Translation of Principles into Medical Practice
Prescription of RX for the treatment of mild to moderate knee OA volition provide multiple benefits including symptom relief, less inability, improved functional chapters and overall health. It is of import to notation that admission to facilities that firm resistance exercise equipment, or formal RX programs may be cost prohibitive. In such cases, home-based RX programs that use body weight, therabands, dumbbells and gage weight may confer substantial benefit against adverse OA sequelae.
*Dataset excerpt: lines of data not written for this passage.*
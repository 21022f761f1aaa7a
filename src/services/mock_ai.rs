use std::collections::HashSet;
use async_trait::async_trait;
use rand::Rng;
use tokio::time::{sleep, Duration};
use crate::errors::AutomationResult;
use crate::models::ImageSnapshot;
use super::backend::AutomationBackend;

const BASE_PALETTE: [&str; 4] = ["#FF5733", "#33FF57", "#3357FF", "#F1C40F"];

/// Simulated AI backend. Answers are derived from the image name and
/// description after a configurable delay.
#[derive(Debug, Clone)]
pub struct MockAutomation {
    latency: Duration,
}

impl MockAutomation {
    pub fn new(latency: Duration) -> Self {
        Self { latency }
    }

    async fn simulate_call(&self) {
        if !self.latency.is_zero() {
            sleep(self.latency).await;
        }
    }
}

/// Lowercase, trim and dedupe tags, keeping first occurrence order.
/// A non-empty result is marked with `gpt-refined`.
pub fn clean_tags(tags: Vec<String>) -> Vec<String> {
    let mut seen = HashSet::new();
    let mut cleaned: Vec<String> = tags
        .into_iter()
        .map(|tag| tag.trim().to_lowercase())
        .filter(|tag| !tag.is_empty() && seen.insert(tag.clone()))
        .collect();

    if !cleaned.is_empty() {
        cleaned.push("gpt-refined".to_string());
    }
    cleaned
}

#[async_trait]
impl AutomationBackend for MockAutomation {
    async fn generate_title(&self, image: &ImageSnapshot, description: &str) -> AutomationResult<String> {
        tracing::debug!("generate_title for image {} with description {:?}", image.id, description);
        self.simulate_call().await;

        let description = description.to_lowercase();
        let title = if description.contains("sunset") {
            "Majestic Sunset Over the Hills"
        } else if description.contains("city") {
            "Vibrant Cityscape at Night"
        } else {
            "A Beautiful Scene"
        };
        Ok(title.to_string())
    }

    async fn extract_tags(&self, image: &ImageSnapshot) -> AutomationResult<Vec<String>> {
        tracing::debug!("extract_tags for image {}", image.id);
        self.simulate_call().await;

        let name = image.name.to_lowercase();
        let extra: &[&str] = if name.contains("nature") {
            &["nature", "outdoors", "scenic"]
        } else if name.contains("animal") {
            &["animal", "wildlife"]
        } else {
            &["general", "photo"]
        };

        Ok(["mock", "sample"]
            .iter()
            .chain(extra)
            .map(|tag| tag.to_string())
            .collect())
    }

    async fn clean_tags(&self, tags: Vec<String>) -> AutomationResult<Vec<String>> {
        tracing::debug!("clean_tags with {} tags", tags.len());
        self.simulate_call().await;
        Ok(clean_tags(tags))
    }

    async fn extract_palette(&self, image: &ImageSnapshot) -> AutomationResult<Vec<String>> {
        tracing::debug!("extract_palette for image {}", image.id);
        self.simulate_call().await;

        let random: u32 = rand::thread_rng().gen_range(0..=0xFFFFFF);
        let mut palette: Vec<String> = BASE_PALETTE.iter().map(|c| c.to_string()).collect();
        palette.push(format!("#{:06X}", random));
        Ok(palette)
    }
}
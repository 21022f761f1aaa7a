use axum::{
    response::{IntoResponse, Response, Json},
    http::StatusCode,
};
use serde_json::json;
use crate::errors::{AppError, AutomationError};

// Converts AppError into a JSON error body with a matching status code.
impl IntoResponse for AppError {
    fn into_response(self) -> Response {
        let status = match &self {
            AppError::Validation(_) => StatusCode::BAD_REQUEST,
            AppError::NotFound(_) => StatusCode::NOT_FOUND,
            AppError::Automation(err) => automation_status(err),
        };

        if status.is_server_error() {
            tracing::error!("Request failed: {}", self);
        }

        (status, Json(json!({ "error": self.to_string() }))).into_response()
    }
}

fn automation_status(err: &AutomationError) -> StatusCode {
    match err {
        AutomationError::ImageNotFound(_) => StatusCode::NOT_FOUND,
        AutomationError::Timeout(_) => StatusCode::GATEWAY_TIMEOUT,
        _ => StatusCode::INTERNAL_SERVER_ERROR,
    }
}
mod image;
mod forms;
mod task;

pub use image::{Image, ImageMetadata, ImageSnapshot};
pub use forms::{StartTasksForm, ImageForm};
pub use task::{AutomationType, Task, TaskResult, TaskStatus, TaskType};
For example, functional activities combined with strengthening exercise with weight cuffs (squats and footstep-ups, knee extension/flexion, hip abduction/adduction) performed three times a week can elicit 43% reductions in pain with concurrent improvements in leg strength, stair climb time and repeated chair stand up fourth dimension.41 Other home-based programs and telephone prompted programs that use graded elastic bands for leg exercise can besides significantly reduce OA pain symptoms compared to no do,42–44 and improve the power perform trunk transfers with less pain.43 Thus, an initial purchase of select inexpensive resistance exercise items, coupled with a booklet with 5–viii exercises or dynamic activities describing the technique, load and repetition structure with guidance of progression, is a suitable alternative for patients with knee joint OA.
Decision
RX exercise is a vital component of the treatment for some of the underlying mechanisms of knee OA, including muscle forcefulness insufficiency, muscle activation imbalance and aberrant biomechanics and cartilage loading. RX can exist modified based on the patient symptoms and access to equipment. Progression and maintenance of benefits can be safely achieved past post-obit the guidelines presented here.
Acknowledgments
The authors are U.s.a. Bone and Joint Decade Scholars. This work was partly supported by NIH NIAMS grants AR059786 and AR057552-01A1.